PROBLEM STATEMENT: Every line from the first in the listing below to the line containing "owned by a user" is to be repeated exactly, and no line past it.

SUPPLIED RECORDS:
★ ★ ★ ★ ★ ★ ★
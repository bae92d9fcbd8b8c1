//! Record Types

use crate::{Result, StorageError};
use chrono::{DateTime, TimeZone, Utc};
use serde::{Deserialize, Serialize};
use sqlx::FromRow;

/// User record
#[derive(Debug, Clone, PartialEq, Serialize, Deserialize, FromRow)]
pub struct User {
    pub id: i64,
    pub username: String,
}

/// Device record, owned by a user
#[derive(Debug, Clone, PartialEq, Serialize, Deserialize, FromRow)]
pub struct Device {
    pub id: i64,
    pub name: String,
    pub user_id: i64,
}

/// Largest accepted reading magnitude; keeps pooled sums finite
pub const MAX_READING_MAGNITUDE: f64 = 1.0e12;

/// One triaxial motion sample of a device
#[derive(Debug, Clone, PartialEq, Serialize, Deserialize, FromRow)]
pub struct DeviceStat {
    pub id: i64,
    pub device_id: i64,
    pub x: f64,
    pub y: f64,
    pub z: f64,
    /// Nanoseconds since the Unix epoch (UTC)
    pub timestamp_ns: i64,
}

impl DeviceStat {
    pub fn timestamp(&self) -> DateTime<Utc> {
        Utc.timestamp_nanos(self.timestamp_ns)
    }
}

/// Sample to insert; the store stamps the current time when `timestamp` is absent
#[derive(Debug, Clone, Default, PartialEq, Serialize, Deserialize)]
pub struct NewDeviceStat {
    pub x: f64,
    pub y: f64,
    pub z: f64,
    pub timestamp: Option<DateTime<Utc>>,
}

impl NewDeviceStat {
    pub fn new(x: f64, y: f64, z: f64) -> Self {
        Self {
            x,
            y,
            z,
            timestamp: None,
        }
    }

    pub fn at(mut self, timestamp: DateTime<Utc>) -> Self {
        self.timestamp = Some(timestamp);
        self
    }

    pub(crate) fn validate(&self) -> Result<()> {
        for (axis, value) in [("x", self.x), ("y", self.y), ("z", self.z)] {
            if !value.is_finite() {
                return Err(StorageError::InvalidInput(format!(
                    "{axis} reading must be finite, got {value}"
                )));
            }
            if value.abs() > MAX_READING_MAGNITUDE {
                return Err(StorageError::InvalidInput(format!(
                    "{axis} reading {value} exceeds magnitude {MAX_READING_MAGNITUDE}"
                )));
            }
        }
        if let Some(timestamp) = self.timestamp {
            to_nanos(timestamp)?;
        }
        Ok(())
    }

    /// Stored timestamp, defaulting to now
    pub(crate) fn timestamp_ns(&self) -> Result<i64> {
        to_nanos(self.timestamp.unwrap_or_else(Utc::now))
    }
}

fn to_nanos(timestamp: DateTime<Utc>) -> Result<i64> {
    timestamp.timestamp_nanos_opt().ok_or_else(|| {
        StorageError::InvalidInput(format!("timestamp {timestamp} is outside the storable range"))
    })
}

/// Inclusive time range; a missing bound is open
#[derive(Debug, Clone, Copy, Default, PartialEq, Eq, Serialize, Deserialize)]
pub struct TimeWindow {
    pub start: Option<DateTime<Utc>>,
    pub end: Option<DateTime<Utc>>,
}

impl TimeWindow {
    pub fn new(start: Option<DateTime<Utc>>, end: Option<DateTime<Utc>>) -> Self {
        Self { start, end }
    }

    pub fn unbounded() -> Self {
        Self::default()
    }

    pub fn is_inverted(&self) -> bool {
        matches!((self.start, self.end), (Some(start), Some(end)) if start > end)
    }

    /// Bounds in stored nanoseconds, `None` when no storable timestamp can match
    ///
    /// A bound past the storable range on its open side is dropped.
    pub(crate) fn nanos_bounds(&self) -> Option<(Option<i64>, Option<i64>)> {
        let start = match self.start {
            None => None,
            Some(t) => match t.timestamp_nanos_opt() {
                Some(ns) => Some(ns),
                None if t.timestamp() < 0 => None,
                None => return None,
            },
        };
        let end = match self.end {
            None => None,
            Some(t) => match t.timestamp_nanos_opt() {
                Some(ns) => Some(ns),
                None if t.timestamp() > 0 => None,
                None => return None,
            },
        };
        Some((start, end))
    }
}

/// Trim a user-supplied name; blank names are rejected
pub(crate) fn normalize_name(field: &'static str, raw: &str) -> Result<String> {
    let trimmed = raw.trim();
    if trimmed.is_empty() {
        return Err(StorageError::InvalidInput(format!("{field} must not be blank")));
    }
    Ok(trimmed.to_string())
}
★ ★ ★ ★ ★ ★ ★
ANSWER BELOW:
repository bae92d9fcbd8b8c1
//! Record Types

use crate::{Result, StorageError};
use chrono::{DateTime, TimeZone, Utc};
use serde::{Deserialize, Serialize};
use sqlx::FromRow;

/// User record
#[derive(Debug, Clone, PartialEq, Serialize, Deserialize, FromRow)]
pub struct User {
    pub id: i64,
    pub username: String,
}

/// Device record, owned by a user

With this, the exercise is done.